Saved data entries
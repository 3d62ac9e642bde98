use std::collections::HashMap;
use std::sync::Arc;

use async_trait::async_trait;
use chrono::Utc;
use tokio::sync::RwLock;

use crate::{
    AggregateId, AggregateRecord, EventEnvelope, EventId, Result, StoreError, Version,
    store::{AggregateStore, SaveOptions, validate_commit},
};

#[derive(Debug)]
struct OutboxEntry {
    envelope: EventEnvelope,
    dispatched: bool,
}

#[derive(Debug, Default)]
struct Inner {
    records: HashMap<AggregateId, AggregateRecord>,
    keys: HashMap<(String, String), AggregateId>,
    outbox: Vec<OutboxEntry>,
    /// Outbox index of every event, keyed by id.
    positions: HashMap<EventId, usize>,
    /// Everything before this index has been dispatched.
    first_pending: usize,
}

/// In-memory aggregate store.
///
/// Records, the unique-key index and the outbox share one lock, so a save is
/// all-or-nothing just like a single database transaction would be.
///
/// Dispatched outbox entries are kept as the event history, so memory grows
/// with every committed event for the life of the store.
#[derive(Clone, Default)]
pub struct InMemoryAggregateStore {
    inner: Arc<RwLock<Inner>>,
}

impl InMemoryAggregateStore {
    pub fn new() -> Self {
        Self::default()
    }

    /// Returns the total number of events in the outbox.
    pub async fn event_count(&self) -> usize {
        self.inner.read().await.outbox.len()
    }

    /// Returns the number of events still waiting for dispatch.
    pub async fn pending_count(&self) -> usize {
        self.inner
            .read()
            .await
            .outbox
            .iter()
            .filter(|e| !e.dispatched)
            .count()
    }
}

#[async_trait]
impl AggregateStore for InMemoryAggregateStore {
    async fn load(&self, aggregate_id: AggregateId) -> Result<Option<AggregateRecord>> {
        Ok(self.inner.read().await.records.get(&aggregate_id).cloned())
    }

    async fn find_by_key(
        &self,
        aggregate_type: &str,
        key: &str,
    ) -> Result<Option<AggregateRecord>> {
        let inner = self.inner.read().await;
        let found = inner
            .keys
            .get(&(aggregate_type.to_string(), key.to_string()))
            .and_then(|id| inner.records.get(id))
            .cloned();
        Ok(found)
    }

    async fn list(&self, aggregate_type: &str) -> Result<Vec<AggregateRecord>> {
        let inner = self.inner.read().await;
        let mut records: Vec<_> = inner
            .records
            .values()
            .filter(|r| r.aggregate_type == aggregate_type)
            .cloned()
            .collect();
        records.sort_by_key(|r| r.aggregate_id);
        Ok(records)
    }

    #[tracing::instrument(skip(self, record, events), fields(aggregate_id = %record.aggregate_id, events = events.len()))]
    async fn save(
        &self,
        mut record: AggregateRecord,
        events: Vec<EventEnvelope>,
        options: SaveOptions,
    ) -> Result<Version> {
        validate_commit(&record, &events)?;

        let mut guard = self.inner.write().await;
        let inner = &mut *guard;
        let aggregate_id = record.aggregate_id;

        let current = inner
            .records
            .get(&aggregate_id)
            .map(|r| r.version)
            .unwrap_or(Version::initial());

        if current != options.expected_version {
            metrics::counter!("store_conflicts_total").increment(1);
            tracing::warn!(%current, expected = %options.expected_version, "version conflict");
            return Err(StoreError::ConcurrencyConflict {
                aggregate_id,
                expected: options.expected_version,
                actual: current,
            });
        }

        let key_slot = record
            .unique_key
            .clone()
            .map(|key| (record.aggregate_type.clone(), key));
        if let Some(slot) = &key_slot
            && let Some(existing) = inner.keys.get(slot)
            && *existing != aggregate_id
        {
            return Err(StoreError::DuplicateKey {
                aggregate_type: slot.0.clone(),
                key: slot.1.clone(),
                existing: *existing,
            });
        }

        let new_version = current.next();
        record.version = new_version;
        record.updated_at = Utc::now();

        // Only a record's own previous key can be replaced.
        let stale_key = inner.records.get(&aggregate_id).and_then(|previous| {
            previous
                .unique_key
                .clone()
                .filter(|key| Some(key) != record.unique_key.as_ref())
                .map(|key| (previous.aggregate_type.clone(), key))
        });
        if let Some(stale) = stale_key {
            inner.keys.remove(&stale);
        }
        if let Some(slot) = key_slot {
            inner.keys.insert(slot, aggregate_id);
        }
        inner.records.insert(aggregate_id, record);

        let mut sequence = inner.outbox.len() as u64;
        for mut envelope in events {
            sequence += 1;
            envelope.version = new_version;
            envelope.sequence = sequence;
            inner
                .positions
                .insert(envelope.event_id, inner.outbox.len());
            inner.outbox.push(OutboxEntry {
                envelope,
                dispatched: false,
            });
        }

        metrics::counter!("store_commits_total").increment(1);
        tracing::debug!(%new_version, "aggregate saved");

        Ok(new_version)
    }

    async fn undispatched(&self, limit: usize) -> Result<Vec<EventEnvelope>> {
        let inner = self.inner.read().await;
        Ok(inner.outbox[inner.first_pending..]
            .iter()
            .filter(|e| !e.dispatched)
            .take(limit)
            .map(|e| e.envelope.clone())
            .collect())
    }

    async fn mark_dispatched(&self, event_ids: &[EventId]) -> Result<()> {
        let mut guard = self.inner.write().await;
        let inner = &mut *guard;
        for id in event_ids {
            if let Some(&index) = inner.positions.get(id) {
                inner.outbox[index].dispatched = true;
            }
        }
        while inner
            .outbox
            .get(inner.first_pending)
            .is_some_and(|e| e.dispatched)
        {
            inner.first_pending += 1;
        }
        Ok(())
    }

    async fn events_for_aggregate(&self, aggregate_id: AggregateId) -> Result<Vec<EventEnvelope>> {
        let inner = self.inner.read().await;
        Ok(inner
            .outbox
            .iter()
            .filter(|e| e.envelope.aggregate_id == aggregate_id)
            .map(|e| e.envelope.clone())
            .collect())
    }
}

> WHAT YOU WILL DO: Output only the number of lines in the data above that include the word "increment".

> TASK RESULT: 2